Bearded dragons are known for being very friendly and laid-back. They are rather affectionate for a reptile and will even cuddle with their owners.

While toddlers may not be able to take the reigns when caring for a bearded dragon, the lizard is a pet that will roll with the punches and doesn’t compromise the safety of your toddler.

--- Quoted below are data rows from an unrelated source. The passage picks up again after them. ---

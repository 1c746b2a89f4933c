//! Sticky section composition for the outer vertical scroll

/// The sections stacked in the profile screen, top to bottom
#[derive(Debug, Clone, Copy, PartialEq, Eq, Hash)]
pub enum SectionKind {
    Header,
    Highlights,
    TabBar,
    Content,
}

#[derive(Debug, Clone, Copy, PartialEq, Eq)]
pub struct Section {
    pub kind: SectionKind,
    pub height: u16,
}

/// Where a section lands in the viewport for one scroll position
#[derive(Debug, Clone, Copy, PartialEq, Eq)]
pub struct Placement {
    pub kind: SectionKind,
    /// Viewport row of the first visible row
    pub y: u16,
    /// Rows of the section hidden above `y`
    pub clip_top: u16,
    /// Visible rows
    pub height: u16,
    /// Pinned to the top of the viewport
    pub pinned: bool,
}

/// Ordered sections plus an optional sticky boundary
///
/// Once the outer scroll passes the sticky section it pins to row 0, and the
/// sections after it scroll underneath.
#[derive(Debug, Clone, Default, PartialEq, Eq)]
pub struct ViewTree {
    sections: Vec<Section>,
    sticky_index: Option<usize>,
}

impl ViewTree {
    pub fn new() -> Self {
        Self::default()
    }

    pub fn with_section(mut self, kind: SectionKind, height: u16) -> Self {
        self.sections.push(Section { kind, height });
        self
    }

    /// Append a section and mark it as the sticky boundary.
    /// Only the last call wins.
    pub fn with_sticky(mut self, kind: SectionKind, height: u16) -> Self {
        self.sticky_index = Some(self.sections.len());
        self.sections.push(Section { kind, height });
        self
    }

    pub fn sections(&self) -> &[Section] {
        &self.sections
    }

    pub fn sticky_index(&self) -> Option<usize> {
        self.sticky_index
    }

    pub fn height_of(&self, kind: SectionKind) -> Option<u16> {
        self.sections.iter().find(|s| s.kind == kind).map(|s| s.height)
    }

    pub fn total_height(&self) -> u32 {
        self.sections.iter().map(|s| s.height as u32).sum()
    }

    /// Natural (unscrolled) top of the section at `index`
    fn natural_top(&self, index: usize) -> u32 {
        self.sections[..index].iter().map(|s| s.height as u32).sum()
    }

    /// Natural top of the sticky section, if any
    pub fn sticky_offset(&self) -> Option<u16> {
        self.sticky_index
            .map(|i| self.natural_top(i).min(u16::MAX as u32) as u16)
    }

    pub fn max_scroll(&self, viewport: u16) -> u16 {
        self.total_height()
            .saturating_sub(viewport as u32)
            .min(u16::MAX as u32) as u16
    }

    pub fn is_pinned(&self, scroll: u16) -> bool {
        matches!(self.sticky_offset(), Some(offset) if scroll > offset)
    }

    /// Visible placements for `scroll` in a viewport of `viewport` rows,
    /// in drawing order. The pinned section, if any, comes last so it
    /// draws over anything beneath it.
    pub fn layout(&self, scroll: u16, viewport: u16) -> Vec<Placement> {
        let scroll = scroll.min(self.max_scroll(viewport)) as u32;
        let viewport_end = scroll + viewport as u32;
        let pinned = self.is_pinned(scroll as u16);

        let mut placements = Vec::with_capacity(self.sections.len());
        let mut pinned_placement = None;
        // Rows covered by the pinned section
        let mut covered = 0u32;

        if pinned {
            if let Some(index) = self.sticky_index {
                let section = self.sections[index];
                let height = (section.height as u32).min(viewport as u32);
                covered = height;
                if height > 0 {
                    pinned_placement = Some(Placement {
                        kind: section.kind,
                        y: 0,
                        clip_top: 0,
                        height: height as u16,
                        pinned: true,
                    });
                }
            }
        }

        let mut top = 0u32;
        for (index, section) in self.sections.iter().enumerate() {
            let section_top = top;
            let section_end = top + section.height as u32;
            top = section_end;

            if pinned && Some(index) == self.sticky_index {
                continue;
            }

            let window_start = scroll + covered;
            let visible_start = section_top.max(window_start);
            let visible_end = section_end.min(viewport_end);
            if visible_start >= visible_end {
                continue;
            }

            placements.push(Placement {
                kind: section.kind,
                y: (visible_start - scroll) as u16,
                clip_top: (visible_start - section_top) as u16,
                height: (visible_end - visible_start) as u16,
                pinned: false,
            });
        }

        placements.extend(pinned_placement);
        placements
    }

    /// Map a viewport row to the section under it and the row within that
    /// section
    pub fn hit_test(&self, row: u16, scroll: u16, viewport: u16) -> Option<(SectionKind, u16)> {
        if row >= viewport {
            return None;
        }
        self.layout(scroll, viewport)
            .into_iter()
            .rev()
            .find(|p| row >= p.y && row < p.y + p.height)
            .map(|p| (p.kind, p.clip_top + (row - p.y)))
    }
}

#[cfg(test)]
mod tests {
    use super::*;

    fn profile_tree() -> ViewTree {
        ViewTree::new()
            .with_section(SectionKind::Header, 10)
            .with_section(SectionKind::Highlights, 4)
            .with_sticky(SectionKind::TabBar, 2)
            .with_section(SectionKind::Content, 50)
    }

    #[test]
    fn test_unscrolled_layout() {
        let tree = profile_tree();
        let placements = tree.layout(0, 20);

        assert_eq!(placements.len(), 4);
        assert_eq!(placements[0].kind, SectionKind::Header);
        assert_eq!(placements[2].y, 14);
        assert!(!placements[2].pinned);
        let content = placements[3];
        assert_eq!(content.y, 16);
        assert_eq!(content.height, 4);
        assert_eq!(content.clip_top, 0);
    }

    #[test]
    fn test_sticky_pins_after_boundary() {
        let tree = profile_tree();
        assert_eq!(tree.sticky_offset(), Some(14));
        assert!(!tree.is_pinned(14));

        let placements = tree.layout(20, 20);
        let tab_bar = placements.last().copied().unwrap();
        assert_eq!(tab_bar.kind, SectionKind::TabBar);
        assert!(tab_bar.pinned);
        assert_eq!(tab_bar.y, 0);

        let content = placements
            .iter()
            .find(|p| p.kind == SectionKind::Content)
            .copied()
            .unwrap();
        assert_eq!(content.y, 2);
        assert_eq!(content.clip_top, 6);
        assert_eq!(content.height, 18);
        assert!(placements.iter().all(|p| p.kind != SectionKind::Header));
    }

    #[test]
    fn test_scroll_clamped_to_max() {
        let tree = profile_tree();
        assert_eq!(tree.max_scroll(20), 46);
        assert_eq!(tree.layout(500, 20), tree.layout(46, 20));
    }

    #[test]
    fn test_partial_header() {
        let tree = profile_tree();
        let header = tree.layout(3, 20)[0];
        assert_eq!(header.y, 0);
        assert_eq!(header.clip_top, 3);
        assert_eq!(header.height, 7);
    }

    #[test]
    fn test_hit_test_prefers_pinned() {
        let tree = profile_tree();
        assert_eq!(tree.hit_test(0, 30, 20), Some((SectionKind::TabBar, 0)));
        assert_eq!(tree.hit_test(2, 30, 20), Some((SectionKind::Content, 16)));
        assert_eq!(tree.hit_test(15, 0, 20), Some((SectionKind::TabBar, 1)));
        assert_eq!(tree.hit_test(25, 0, 20), None);
    }

    #[test]
    fn test_tree_without_sticky_never_pins() {
        let tree = ViewTree::new()
            .with_section(SectionKind::Header, 5)
            .with_section(SectionKind::Content, 30);
        assert!(!tree.is_pinned(20));
        assert!(tree.layout(20, 10).iter().all(|p| !p.pinned));
    }
}
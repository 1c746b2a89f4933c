use std::io::{self, Stdout};
use std::sync::Arc;

use anyhow::Result;
use crossterm::{
    event::{DisableMouseCapture, EnableMouseCapture},
    execute,
    terminal::{disable_raw_mode, enable_raw_mode, EnterAlternateScreen, LeaveAlternateScreen, SetTitle},
};
use ratatui::{
    backend::CrosstermBackend,
    layout::{Constraint, Direction, Layout},
    Terminal,
};
use tokio::sync::mpsc;
use tracing::{debug, info};

use folio_core::AppConfig;
use folio_tui::{
    app::{App, Mode},
    event::{AppEvent, EventHandler, RefreshResult},
    input::{handle_key_event, handle_mouse_event, Action},
    keymap::Keymap,
    load_theme,
    widgets::{PopupWidget, ScrollViewWidget, StatusBarWidget},
};

pub async fn run(config: Arc<AppConfig>) -> Result<()> {
    // Create keymap from config
    let keymap = Keymap::from_config(&config.keymap);

    // Load theme from config
    let theme = load_theme(&config.ui.theme);

    // Create app state before touching the terminal so errors print normally
    let mut app = App::new(config.clone(), theme)?;
    info!(tabs = app.sync.tab_count(), "starting profile screen");

    // Setup terminal
    enable_raw_mode()?;
    let mut stdout = io::stdout();
    execute!(stdout, EnterAlternateScreen, EnableMouseCapture, SetTitle("Folio"))?;

    let backend = CrosstermBackend::new(stdout);
    let mut terminal = Terminal::new(backend)?;

    let result = event_loop(&mut terminal, &mut app, &keymap).await;

    // Restore terminal
    disable_raw_mode()?;
    execute!(
        terminal.backend_mut(),
        LeaveAlternateScreen,
        DisableMouseCapture
    )?;
    terminal.show_cursor()?;

    result
}

async fn event_loop(
    terminal: &mut Terminal<CrosstermBackend<Stdout>>,
    app: &mut App,
    keymap: &Keymap,
) -> Result<()> {
    // Create event handler with animation FPS support
    let event_handler = EventHandler::with_animation_fps(
        app.config.ui.tick_rate_ms,
        app.config.ui.scroll.animation_fps,
    );

    // Create channel for async refresh results
    let (refresh_tx, mut refresh_rx) = mpsc::unbounded_channel::<RefreshResult>();

    // Track if we need high frame rate for animations
    // This is checked at the END of each iteration to determine NEXT iteration's tick rate
    let mut needs_fast_update = false;

    // Main loop
    loop {
        // Process any completed refresh operations (non-blocking)
        while let Ok(result) = refresh_rx.try_recv() {
            app.finish_refresh(result);
        }

        // Advance indicator, pager and scroll animations
        app.update();

        // Draw UI
        terminal.draw(|frame| {
            let size = frame.area();
            app.measure(size);

            // Main layout: content + status bar
            let main_layout = Layout::default()
                .direction(Direction::Vertical)
                .constraints([Constraint::Min(1), Constraint::Length(1)])
                .split(size);

            ScrollViewWidget::render(frame, main_layout[0], app);
            StatusBarWidget::render(frame, main_layout[1], app);

            if app.mode == Mode::Help {
                PopupWidget::render_help(frame, &app.config.keymap, &app.theme);
            }
        })?;

        // Handle events (use faster tick rate during animations)
        let event = if needs_fast_update {
            event_handler.next_animation()?
        } else {
            event_handler.next()?
        };
        if let Some(event) = event {
            match event {
                AppEvent::Key(key) => {
                    let action = handle_key_event(key, app, keymap);
                    handle_action(app, action, &refresh_tx);
                }
                AppEvent::Mouse(mouse) => {
                    let action = handle_mouse_event(mouse, app);
                    handle_action(app, action, &refresh_tx);
                }
                AppEvent::Resize(width, height) => {
                    // Measured again on the next draw
                    debug!(width, height, "terminal resized");
                }
                AppEvent::Tick => {
                    // Tick spinner animation for loading indicator
                    app.tick_spinner();
                }
            }
        }

        // Update fast update flag for next iteration
        needs_fast_update = app.needs_fast_update();

        if app.should_quit {
            break;
        }
    }

    Ok(())
}

fn handle_action(app: &mut App, action: Action, refresh_tx: &mpsc::UnboundedSender<RefreshResult>) {
    // Any action other than the first 'g' ends a pending sequence
    if action != Action::PendingG {
        app.clear_pending_key();
    }

    match action {
        Action::Quit => app.should_quit = true,
        Action::NextTab => app.next_tab(),
        Action::PrevTab => app.prev_tab(),
        Action::SelectTab(index) => app.select_tab(index),
        Action::SwipeNext => app.swipe(1),
        Action::SwipePrev => app.swipe(-1),
        Action::BeginDrag(column) => app.begin_drag(column),
        Action::DragTo(column) => app.drag_to(column),
        Action::EndDrag => app.end_drag(),
        Action::ScrollDown => app.scroll_down(),
        Action::ScrollUp => {
            // Scrolling up at the very top pulls to refresh
            if app.scroll_up() {
                spawn_refresh(app, refresh_tx);
            }
        }
        Action::ScrollHalfPageDown => app.scroll_half_page_down(),
        Action::ScrollHalfPageUp => app.scroll_half_page_up(),
        Action::ScrollPageDown => app.scroll_page_down(),
        Action::ScrollPageUp => app.scroll_page_up(),
        Action::JumpToTop => app.jump_to_top(),
        Action::JumpToBottom => app.jump_to_bottom(),
        Action::PendingG => app.pending_key = Some('g'),
        Action::HighlightsLeft => app.highlights_left(),
        Action::HighlightsRight => app.highlights_right(),
        Action::Refresh => spawn_refresh(app, refresh_tx),
        Action::ToggleHelp => app.toggle_help(),
        Action::ExitMode => app.exit_mode(),
        Action::None => {}
    }
}

/// Spawn refresh as background task; the result comes back over the channel
fn spawn_refresh(app: &mut App, refresh_tx: &mpsc::UnboundedSender<RefreshResult>) {
    let Some(future) = app.start_refresh() else {
        // A refresh is already running; the spinner is already showing
        debug!("refresh requested while one is running");
        return;
    };

    let tx = refresh_tx.clone();
    tokio::spawn(async move {
        let outcome = future.await;
        let _ = tx.send(RefreshResult::from_outcome(outcome));
    });
}

#[cfg(test)]
mod tests {
    use std::time::{Duration, Instant};

    use folio_tui::Theme;
    use ratatui::layout::Rect;

    use super::*;

    fn app() -> App {
        let mut app = App::new(Arc::new(AppConfig::default()), Theme::default()).unwrap();
        app.measure(Rect::new(0, 0, 60, 31));
        app
    }

    #[tokio::test(start_paused = true)]
    async fn test_duplicate_refresh_is_silent() {
        let mut app = app();
        let (tx, mut rx) = mpsc::unbounded_channel();

        handle_action(&mut app, Action::Refresh, &tx);
        handle_action(&mut app, Action::Refresh, &tx);
        assert!(app.is_refreshing());
        assert_eq!(app.status_message, None);

        // Paused clock skips the refresh delay
        let result = rx.recv().await.unwrap();
        app.finish_refresh(result);
        assert!(!app.is_refreshing());
        assert_eq!(app.status_message, None);
        assert!(app.last_refreshed.is_some());

        // Only one refresh was spawned
        tokio::time::sleep(Duration::from_secs(5)).await;
        assert!(rx.try_recv().is_err());
    }

    #[tokio::test(start_paused = true)]
    async fn test_pull_spawns_refresh() {
        let mut app = app();
        let (tx, mut rx) = mpsc::unbounded_channel();

        for _ in 0..app.config.refresh.pull_threshold {
            handle_action(&mut app, Action::ScrollUp, &tx);
        }
        assert!(app.is_refreshing());

        app.finish_refresh(rx.recv().await.unwrap());
        assert!(!app.is_refreshing());
    }

    #[tokio::test(start_paused = true)]
    async fn test_interaction_continues_during_refresh() {
        let mut app = app();
        let (tx, mut rx) = mpsc::unbounded_channel();
        handle_action(&mut app, Action::Refresh, &tx);

        handle_action(&mut app, Action::SelectTab(2), &tx);
        assert_eq!(app.active_index(), 2);
        let now = Instant::now();
        app.update_at(now + Duration::from_secs(1));

        handle_action(&mut app, Action::SwipePrev, &tx);
        handle_action(&mut app, Action::ScrollPageDown, &tx);
        app.update_at(now + Duration::from_secs(2));
        app.update_at(now + Duration::from_secs(3));
        assert_eq!(app.active_index(), 1);
        assert!(app.scroller.scroll() > 0);
        assert!(app.is_refreshing());

        app.finish_refresh(rx.recv().await.unwrap());
        assert!(!app.is_refreshing());
        assert_eq!(app.active_index(), 1);
    }

    #[test]
    fn test_pending_g_sequence() {
        let mut app = app();
        let (tx, _rx) = mpsc::unbounded_channel();
        handle_action(&mut app, Action::PendingG, &tx);
        assert_eq!(app.pending_key, Some('g'));
        handle_action(&mut app, Action::JumpToTop, &tx);
        assert_eq!(app.pending_key, None);
        handle_action(&mut app, Action::Quit, &tx);
        assert!(app.should_quit);
    }
}
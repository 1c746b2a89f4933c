//! Tab navigation: the active index, its animated underline and the
//! swipeable content pager
//!
//! - `tab` - Descriptors, navigation state and the tagged index-change event
//! - `indicator` - Underline geometry and animation
//! - `controller` - Single writer of the active index
//! - `pager` - Gesture-driven paged content
//! - `sync` - Wires the controller and the pager together

pub mod controller;
pub mod indicator;
pub mod pager;
pub mod sync;
pub mod tab;

pub use controller::{Reconciliation, TabBarController};
pub use indicator::{compute_target_offset, IndicatorAnimator, IndicatorGeometry};
pub use pager::{PagedContentHost, PagerPhase, SettleSource};
pub use sync::TabSync;
pub use tab::{NavEvent, NavigationState, TabDescriptor};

Your toddler will most definitely get a thrill out of having a their very own pet dragon, as well!

Older Dogs and Cats

It is a common misconception that a toddler will get along better with puppies and kittens than adult dogs and cats. In reality, joining the hyperactivity and youth of toddlers and young puppies and kittens is not a very good mix. You will quickly find yourself parenting both your child and your pet.

On the contrary, adult dogs and cats are quite perfect for toddlers. Older dogs are very calm and content and won’t mind the toddler climbing on them. They can better handle the accidental roughness of the young child. They are also less likely to bite or scratch a toddler.

Adult cats are much like adult dogs, except sassier. When an older cat has had enough of your toddler, it will simply go and hide.

Teach Your Toddler How to Treat a Pet Properly

The hard truth when it comes to finding a safe pet for your toddler is that you must also help make your toddler safe for the pet. Because they are young and probably experiencing having a pet for the first time, you will need to teach them how to be kind and gentle pet owners.

Address Rough Handling of Pets Right Away

When you notice your toddler being too rough with his or her pet, take the time right then to address it. A toddler needs to know exactly what he or she did wrong in order to understand that the behavior needs to be corrected.

Explain that we have to be gentle with our pets because they are living things that can be hurt. Show how to properly handle, hold, or pet the animal and allow your toddler to demonstrate what he or she has learned.

Encourage Calmness Around the Pets

While this may be a more difficult lesson to teach to a toddler, it is a necessary lesson. Instead of constantly telling your toddler to be calm around the family pet, demonstrate the calmness yourself.

One way to encourage peaceful interaction between your toddler and the family pet is to sit with both your child and the pet and quietly watch a show that your toddler loves. Sitting peacefully and bonding with your pet can set a calm example for your toddler to follow.

Give Praise to Your Toddler When He or She Shows Proper Pet Care

Perhaps the easiest way to get your young child to repeat good behavior is to praise, or even reward good behavior. Tell your toddler how well he or she did when feeding the pet fish. Comment on how gently your child placed his or her hermit crab back into its tank.

Don’t let their improvements go unnoticed. Use positive reinforcement to promote good behavior toward pets instead of punishments for bad behavior toward pets.

In Conclusion…

While it was quickly obvious that rabbits and toddlers would make a volatile duo, there are other pets you can consider getting for your toddler.

Having a pet can be extremely beneficial to a child, but it must be a pet that is suitable for the child’s age and behavior.